Luis Suárez is my hero.
Not because he did the right thing, I'm pretty sure the guy has never
done the right thing in his life, but because he did the only thing. At least, the only thing he knew how to. I'm not referring to Tuesday's repeat
incidence of dental assault on Italian defender Giorgio Chiellini, or rather
I'm not referring to that exclusively.
Everything
Suárez has ever done, whether heroic or villainous, has been unbridled and pure
Suárez. The good guy and bad guy roles
were just molds that we tried to fit onto him.
And he has certainly been cast into both roles multiple times. But he has always been the same ball of reckless
energy that burst onto the scene all those years ago with Ajax, dazzling us
with his world class finishing ability and charming us with his boyish passion
for the sport of football.
His
feats, whether good or bad, have a legendary quality to them. He led Uruguay to victory over Ghana in the
2010 World Cup with the second most infamous intentional handball in the
tournament's history(the top spot must always be held by the maestro Maradona,
who actually defended Suárez this week) just as surely as he felled England
with his two goals in 2014's edition. He
has given us the most spectacular goal scoring campaigns this side of the
Messi-Ronaldo duumvirate, but those are matched by his hat trick of three bites
on opposing players without being carded in any of those games. I don't think any player in any sport has gotten
away with that kind of flagrant and violent assaults on other players with such
regularity since the epidemic of unpunished sucker punches from the 1970s
American Basketball Association. It
should also be noted that in two of those three matches, Suárez's team went on
to score a crucial goal to gain the result it needed.
So
maybe Suárez is secretly the world's best footballer as well as its most
insidious criminal. In that moment when
he chomped down on the shoulder of Chiellini, he became the man of the match
just the same as if he had scored the deciding goal. Suddenly, a terrible match full of pitiful
offense, plentiful non-oral foul play from men on both sides(ironically, Suárez
was one of the few key players NOT to get carded), and disappointment from fans
awaiting the high-profile match up was entirely forgotten, forever washed away
in a tide of Suárez vampire memes and incredulous head shakes from Ruud Van
Nistelroy.
But his
luck may have finally run out. He can't
help his team if he can't play, and FIFA's ruling ended Suárez's best chance at
potentially capturing the game's greatest prize. Uruguay's suddenly toothless offense was
never going to cut it against Colombia, but thankfully the brilliance of young
James Rodriguez prevented the Suárez storyline from completely overshadowing
the match in the same way it had in the bout against Italy.
In that
instance, we made Suárez bigger than the game.

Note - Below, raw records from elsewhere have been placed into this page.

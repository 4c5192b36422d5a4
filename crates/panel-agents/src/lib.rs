pub mod agents;
pub mod config;
pub mod llm;
pub mod prompts;
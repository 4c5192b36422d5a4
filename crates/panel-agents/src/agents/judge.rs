//! LLM-backed debate judge.

use std::sync::Arc;
use std::time::Duration;

use async_trait::async_trait;
use panel_coordination::debate::{DebateSide, JudgeRequest, JudgeVerdict};
use panel_coordination::{generate_bounded, GenerationService, Judge, JudgeError};

use crate::llm::extract_json_object;
use crate::prompts::JUDGE_PREAMBLE;

/// Parse a judge reply. Range checks and winner validation happen later in
/// [`JudgeVerdict::normalize`].
pub fn parse_verdict(response: &str) -> Result<JudgeVerdict, JudgeError> {
    let json = extract_json_object(response)
        .ok_or_else(|| JudgeError::Malformed("no JSON object in reply".into()))?;
    serde_json::from_str(json).map_err(|e| JudgeError::Malformed(e.to_string()))
}

fn render_side(label: &str, side: &DebateSide) -> String {
    let findings = if side.findings.is_empty() {
        "(no issues raised)".to_string()
    } else {
        side.findings
            .iter()
            .map(|f| format!("- {}", f))
            .collect::<Vec<_>>()
            .join("\n")
    };
    format!(
        "## {}: role `{}`\n\n### Findings\n\n{}\n\n### Argument\n\n{}",
        label, side.role, findings, side.argument
    )
}

/// Render the judge's user message.
pub fn render_request(request: &JudgeRequest) -> String {
    format!(
        "## Prompt under review\n\n{}\n\n{}\n\n{}",
        request.prompt,
        render_side("Side A", &request.side_a),
        render_side("Side B", &request.side_b),
    )
}

pub struct LlmJudge {
    generation: Arc<dyn GenerationService>,
    timeout: Duration,
}

impl LlmJudge {
    pub fn new(generation: Arc<dyn GenerationService>, timeout: Duration) -> Self {
        Self {
            generation,
            timeout,
        }
    }
}

#[async_trait]
impl Judge for LlmJudge {
    async fn judge(&self, request: &JudgeRequest) -> Result<JudgeVerdict, JudgeError> {
        let generation = generate_bounded(
            self.generation.as_ref(),
            JUDGE_PREAMBLE,
            &render_request(request),
            self.timeout,
        )
        .await?;
        let mut verdict = parse_verdict(&generation.text)?;
        verdict.cost.record(&generation);
        Ok(verdict)
    }
}
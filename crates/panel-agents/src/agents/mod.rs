pub mod heuristic;
pub mod judge;
pub mod reviewer;

pub use heuristic::{default_panel, KeywordReviewer, KeywordRule};
pub use judge::LlmJudge;
pub use reviewer::{load_llm_panel, LlmReviewer};
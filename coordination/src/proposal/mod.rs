//! Prompt proposals: drafted instruction rewrites awaiting human approval.
//!
//! ```text
//! ReviewerDefinitions (read-only) ──┐
//!                                   ├─ ProposalGenerator ─▶ ProposalStore (write-only)
//! PolicyInsights ───────────────────┘
//! ```
//!
//! The two roots must be disjoint; [`ProposalStore::new`] refuses otherwise.

pub mod definitions;
pub mod error;
pub mod generator;
pub mod store;

pub use definitions::{parse_definition, validate_role, ReviewerDefinition, ReviewerDefinitions};
pub use error::{ProposalError, ProposalResult};
pub use generator::{
    diff_summary, PromptProposal, ProposalConfig, ProposalGenerator, ProposalOutcome,
    DRAFTING_PREAMBLE,
};
pub use store::{LocalFs, ProposalFs, ProposalStore};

Just the same as we did the first two times(I'm still giddy that we
could see one player bite another and hear "Not again" as the first
reaction of commentator Jon Champion), or the time when he racially abused
Manchester United defender Patrice Evra.
He paid his fines, served his suspensions, and ultimately came back to
play one of the most dominant seasons of English football in recent
history. He was one heroic run at this
World Cup away from a clean slate, total forgiveness from the world's football
populace. Of course, that really says
more about us as fans and observers than it does about Luis Suárez. We went the other direction: we made the
game, and the results he was getting in it, bigger than the man who was playing
it.
Put
simply, it's more fun to watch a player play his best than to ruminate on his
past transgressions just the same as it is more appealing to point the
magnifying glass on the same player at the moment of his transgression than to
explore a few moments of otherwise mundane sport that will ultimately be
forgotten. Suárez has allowed us to do
both of those things throughout his career.
And that is why, for better or worse, I love Luis Suárez. Players like him allow us to make sports be
about what we want them to be in any given moment. The ecstasy of the game at its most beautiful
and the hedonism of it at its ugliest.